Flock tracks Joey who manages the sandwich shop down the way.
Flock tracks everyone.
By the time we get down to the point of mentioning that "everyone" includes the subset of people who are criminals, that part almost seems like a bug instead of a feature.
1/6 of those were pedestrians. 1/6 of those were motorcyclists. 1/2 of those were people driving drunk. 1/2 of those were single vehicle accidents. Young men with high horsepower cars are a significant factor in many of these.
You shouldn't use the statistic to infer "innocence." The picture of what type of accidents lead to fatalities of often more complicated than people would like to assume.

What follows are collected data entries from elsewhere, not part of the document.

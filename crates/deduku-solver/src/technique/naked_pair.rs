//! The Naked Pair rule: two cells sharing the same two candidates.

use deduku_core::{BitSet, Board, HouseId, Position};

use super::{BoxedTechnique, Technique};
use crate::SolverError;

/// Two open cells in one house restricted to the same two candidates claim
/// those digits between them, so the pair can be eliminated from the
/// house's other seven cells.
///
/// Within each house only the first pairing found is exploited. A *third*
/// cell restricted to the same two candidates would leave one of the three
/// with nothing, and is reported as [`SolverError::NakedPairExcess`].
#[derive(Debug, Clone, Copy, Default)]
pub struct NakedPair;

impl NakedPair {
    /// The name of this technique.
    pub const NAME: &'static str = "Naked Pair";

    /// Creates the technique.
    #[must_use]
    pub fn new() -> Self {
        Self
    }
}

impl Technique for NakedPair {
    fn name(&self) -> &'static str {
        Self::NAME
    }

    fn clone_box(&self) -> BoxedTechnique {
        Box::new(*self)
    }

    fn apply(&self, board: &mut Board) -> Result<bool, SolverError> {
        let mut changed = false;
        for id in HouseId::all() {
            let house = *board.house(id);
            let mut pair_cells: Vec<(Position, BitSet)> = Vec::new();
            for pos in house.positions() {
                let cell = board.cell(pos);
                if !cell.is_frozen() && cell.candidate_count() == 2 {
                    pair_cells.push((pos, *cell.candidates()));
                }
            }

            let mut found = None;
            'search: for (i, &(first, candidates)) in pair_cells.iter().enumerate() {
                for &(second, other) in &pair_cells[i + 1..] {
                    if candidates == other {
                        let excess = pair_cells
                            .iter()
                            .filter(|(_, set)| *set == candidates)
                            .count();
                        if excess > 2 {
                            return Err(SolverError::NakedPairExcess { house: id });
                        }
                        found = Some((first, second, candidates));
                        break 'search;
                    }
                }
            }

            if let Some((first, second, candidates)) = found {
                for pos in house.positions() {
                    if pos == first || pos == second {
                        continue;
                    }
                    for digit in candidates.iter_set() {
                        changed |= board.set_number_impossible(pos, digit, Self::NAME)?;
                    }
                }
            }
        }
        Ok(changed)
    }
}

#[cfg(test)]
mod tests {
    use super::*;
    use crate::testing::TechniqueTester;

    fn restrict_to_pair(tester: &mut TechniqueTester, pos: Position, pair: [u8; 2]) {
        for digit in 1..=9 {
            if !pair.contains(&digit) {
                tester.remove_candidate(pos, digit);
            }
        }
    }

    #[test]
    fn test_pair_eliminates_from_rest_of_row() {
        let mut tester = TechniqueTester::new();
        restrict_to_pair(&mut tester, Position::new(0, 0), [1, 2]);
        restrict_to_pair(&mut tester, Position::new(0, 4), [1, 2]);
        let mut tester = tester.apply_once(&NakedPair::new());
        for col in [1, 2, 3, 5, 6, 7, 8] {
            tester.assert_removed(Position::new(0, col), 1);
            tester.assert_removed(Position::new(0, col), 2);
        }
        tester.assert_candidate_remains(Position::new(0, 0), 1);
        tester.assert_candidate_remains(Position::new(0, 4), 2);
    }

    #[test]
    fn test_pair_in_box_eliminates_from_box() {
        let mut tester = TechniqueTester::new();
        restrict_to_pair(&mut tester, Position::new(3, 3), [8, 9]);
        restrict_to_pair(&mut tester, Position::new(5, 5), [8, 9]);
        let mut tester = tester.apply_once(&NakedPair::new());
        tester.assert_removed(Position::new(4, 4), 8);
        tester.assert_removed(Position::new(4, 4), 9);
        tester.assert_removed(Position::new(3, 4), 8);
    }

    #[test]
    fn test_different_pairs_do_not_interact() {
        let mut tester = TechniqueTester::new();
        restrict_to_pair(&mut tester, Position::new(0, 0), [1, 2]);
        restrict_to_pair(&mut tester, Position::new(0, 4), [1, 3]);
        tester.apply_once(&NakedPair::new()).assert_stuck();
    }

    #[test]
    fn test_no_progress_on_open_board() {
        TechniqueTester::new()
            .apply_once(&NakedPair::new())
            .assert_stuck();
    }

    #[test]
    fn test_three_cells_with_same_pair_is_a_contradiction() {
        let mut tester = TechniqueTester::new();
        restrict_to_pair(&mut tester, Position::new(0, 0), [1, 2]);
        restrict_to_pair(&mut tester, Position::new(0, 4), [1, 2]);
        restrict_to_pair(&mut tester, Position::new(0, 8), [1, 2]);
        let err = NakedPair::new().apply(tester.board_mut()).unwrap_err();
        assert_eq!(err, SolverError::NakedPairExcess { house: HouseId::Row(0) });
    }
}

If you die of a heart attack while driving; then yep, you're in that statistic as well. It's _every_ fatality on the road.
A better statistic might be 222,000 people in 2023 died due to "unintentional accidents." We could save 20% of those people by simply outlawing ladders or being more than 6' off the ground without appropriate safety equipment.
Not to say we shouldn't be bringing these numbers down, however that doesn't seem like's OPs goal which sounds like propaganda.
If you think FLOCK is an issue, you're barking up the wrong tree. You can remove all the FLOCK camera's you want and it won't change the already overwhelming passive surveillance that's already in place.
We crossed the Rubicon decades ago when people gave up their ability to move without being tracked for speculative gains when they started using smartphones religiously.
Also, the passive surveillance has resulted in several high profile killers like LISK and Bryan Kohberger being caught. So as much bad as you think it does, there are clear cases where its helped crack decades old serial killings and put horrifically violent people in jail. I think we can both agree we don't want those people out walking freely in our society.
You can "justify" so much with that sentence, that it becomes meaningless.
Also, it won't hide the fact that this surveillance infrastructure can cause much much more harm then it prevents. We've seen what it might do in repressive states and we see today that even those states which represented the idea of individual freedom on this planet, you are only one election away from madness.
"can cause much much more harm."
Cars kill way more people than guns per year. Where do you draw the line on something as subjective as this? It has the capability to cause harm but has it to the degree you're talking about? Its debatable.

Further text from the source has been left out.